Our environment is the society and the culture we live in. The society provides a framework for living and a set of values on each aspect of that framework. The values also include moral standards and expectation in life. The view on the way things are done comes from observation.
This is all quite natural, but the result is that many values are essentially arbitrary and form a constructed reality. A dramatic change, or a collapse of this construction leaves all of this learning worthless, or a liability.
2. The Society of the Judges
Shortly after the first establishment of the nation of Israel, there was a time known as the period of the judges. The period of the Judges spanned from the death of Joshua to the time of Samuel and the first national king. The summary at the end of the book stated that:
Judges 21:25.: In those days there was no king in Israel; everyone did what was right in his own eyes. NKJV
This suggests a way of life that was bordering on anarchy. Many would also suggest that this also aptly describes the current spiritual state of the western world. In this case, people also largely do what is right in their own eyes, and shun the idea of an authority having influence on their lives.

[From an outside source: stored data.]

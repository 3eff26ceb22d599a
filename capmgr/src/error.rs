use miette::Diagnostic;
use thiserror::Error;

/// Crate-wide result alias.
pub type Result<T> = std::result::Result<T, CapMgrError>;

/// Top-level error, wrapping a specific failure kind plus any related
/// failures collected alongside it (e.g. a library set reporting every
/// object that failed to load, not just the first).
#[derive(Debug, Error, Diagnostic)]
#[error("{kind}")]
pub struct CapMgrError {
    #[source]
    pub kind: CapMgrErrorKind,
    #[related]
    pub related: Vec<CapMgrError>,
}

impl CapMgrError {
    pub fn new(kind: impl Into<CapMgrErrorKind>) -> Self {
        Self {
            kind: kind.into(),
            related: Vec::new(),
        }
    }

    pub fn with_related(kind: impl Into<CapMgrErrorKind>, related: Vec<CapMgrError>) -> Self {
        Self {
            kind: kind.into(),
            related,
        }
    }

    /// Partition an iterator of fallible results into the successes and a
    /// single aggregate error carrying every failure as `related`, if any
    /// occurred.
    pub fn collect<T>(
        iter: impl IntoIterator<Item = Result<T>>,
    ) -> std::result::Result<Vec<T>, CapMgrError> {
        let (oks, errs): (Vec<_>, Vec<_>) =
            itertools::Itertools::partition_map(iter.into_iter(), |r| match r {
                Ok(v) => itertools::Either::Left(v),
                Err(e) => itertools::Either::Right(e),
            });
        if errs.is_empty() {
            Ok(oks)
        } else {
            Err(CapMgrError::with_related(
                CapMgrErrorKind::Aggregate { count: errs.len() },
                errs,
            ))
        }
    }
}

impl<K: Into<CapMgrErrorKind>> From<K> for CapMgrError {
    fn from(kind: K) -> Self {
        CapMgrError::new(kind)
    }
}

#[derive(Debug, Error, Diagnostic)]
pub enum CapMgrErrorKind {
    #[error("{count} related failures")]
    Aggregate { count: usize },

    #[error(transparent)]
    #[diagnostic(transparent)]
    Dynamic(#[from] DynamicSectionError),

    #[error(transparent)]
    #[diagnostic(transparent)]
    Reloc(#[from] RelocationError),

    #[error(transparent)]
    #[diagnostic(transparent)]
    SharedObject(#[from] SharedObjectError),

    #[error(transparent)]
    #[diagnostic(transparent)]
    LibrarySet(#[from] LibrarySetError),

    #[error(transparent)]
    #[diagnostic(transparent)]
    Compartment(#[from] CompartmentError),
}

/// Errors from the ELF dynamic-section view (§4.2).
#[derive(Debug, Error, Diagnostic)]
pub enum DynamicSectionError {
    #[error("required dynamic tag {0:?} missing")]
    MissingTag(DynTag),

    #[error("PT_DYNAMIC segment truncated before a null terminator tag")]
    Truncated,
}

/// Tags the dynamic-section view's typed getters recognize.
#[derive(Debug, Clone, Copy, PartialEq, Eq)]
pub enum DynTag {
    PltRel,
    PltRelSz,
    PltRelType,
    Rel,
    RelSz,
    RelEnt,
    Rela,
    RelaSz,
    RelaEnt,
    StrTab,
    StrSz,
    SymTab,
    SoName,
    Hash,
    Init,
    Fini,
    InitArray,
    InitArraySz,
    FiniArray,
    FiniArraySz,
}

/// Errors from relocation-table construction and patching (§4.3).
#[derive(Debug, Error, Diagnostic)]
pub enum RelocationError {
    #[error("{table} element size {got} does not match the {expected} bytes required for its flavor")]
    ElementSizeMismatch {
        table: &'static str,
        got: usize,
        expected: usize,
    },

    #[error("{table} range of {len} bytes is not a multiple of its element size {elem}")]
    RangeNotMultiple {
        table: &'static str,
        len: usize,
        elem: usize,
    },

    #[error("mprotect failed while re-protecting a PT_LOAD segment: {0}")]
    ProtectFailed(std::io::Error),
}

/// Errors from the shared-object record (§4.4).
#[derive(Debug, Error, Diagnostic)]
pub enum SharedObjectError {
    #[error("object has no PT_DYNAMIC segment")]
    NoDynamicSegment,

    #[error("object has {0} PT_DYNAMIC segments, expected exactly one")]
    DuplicateDynamicSegment(usize),

    #[error(transparent)]
    #[diagnostic(transparent)]
    Dynamic(#[from] DynamicSectionError),

    #[error(transparent)]
    #[diagnostic(transparent)]
    Reloc(#[from] RelocationError),
}

/// Errors from the library set / link-map walk (§4.5).
#[derive(Debug, Error, Diagnostic)]
pub enum LibrarySetError {
    #[error("host loader refused to open {0:?}")]
    OpenFailed(std::path::PathBuf),

    #[error("link-map walk produced zero usable objects")]
    NoObjectsLoaded,

    #[error(transparent)]
    #[diagnostic(transparent)]
    SharedObject(#[from] SharedObjectError),
}

/// Errors from compartment construction and invocation (§4.6).
#[derive(Debug, Error, Diagnostic)]
pub enum CompartmentError {
    #[error("failed to map a {size}-byte restricted stack: {source}")]
    StackMapFailed {
        size: usize,
        source: std::io::Error,
    },

    #[error("entry trampoline symbol {0:?} was not found")]
    EntrySymbolNotFound(String),

    #[error("compartment function {0:?} was not found")]
    FunctionNotFound(String),
}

For the nation of Israel, the period of the Judges was very unstable. When there was no strong leader, the people looked inwardly for a source of moral standards. This resulted, among other things, in the establishment of idol worship.
One occurance of this is seen in Judges 6.
Judes 6:1.: Then the children of Israel did evil in the sight of the LORD. So the LORD delivered them into the hand of Midian for seven years, 2. and the hand of Midian prevailed against Israel. Because of the Midianites, the children of Israel made for themselves the dens, the caves, and the strongholds which are in the mountains NKJV
The 40 years that has passed between the death of Sisera in Judges 5, and the time had been sufficient to forget of when the glory of God was evident. Even with our own information age, memories of significant events half a century ago are significantly dulled. By that time, the people were accustomed to their way of life, and the Baal worship was better accepted than that of the true God.
Later in this chapter, and angel of God appeared to a man called Gideon to save his people:
Judges 6:12.: And the Angel of the LORD appeared to him, and said to him, "The LORD is with you, you mighty man of valor!" 13. Gideon said to Him, "O my lord, if the LORD is with us, why then has all this happened to us? And where are all His miracles which our fathers told us about, saying, 'Did not the LORD bring us up from Egypt?' But now the LORD has forsaken us and delivered us into the hands of the Midianites." NKJV
Gideon had a faith, but could not understand why his people appeared to have been forsaken. This is like a follower of Christ wondering why the world it still so far from God. God gave Gideon a solution in the following verse:
Judegs 6:14.: Then the LORD turned to him and said, "Go in this might of yours, and you shall save Israel from the hand of the Midianites. Have I not sent you?" 15. So he said to Him, "O my Lord, how can I save Israel? Indeed my clan is the weakest in Manasseh, and I am the least in my father's house." 16. And the LORD said to him, "Surely I will be with you, and you shall defeat the Midianites as one man." NKJV
This may not have been the solution Gideon was wanting, as this required him to take the risk. He, as most people, would have preferred someone else to do it. Unfortunately everyone is a someone, and there are no “someone elses”.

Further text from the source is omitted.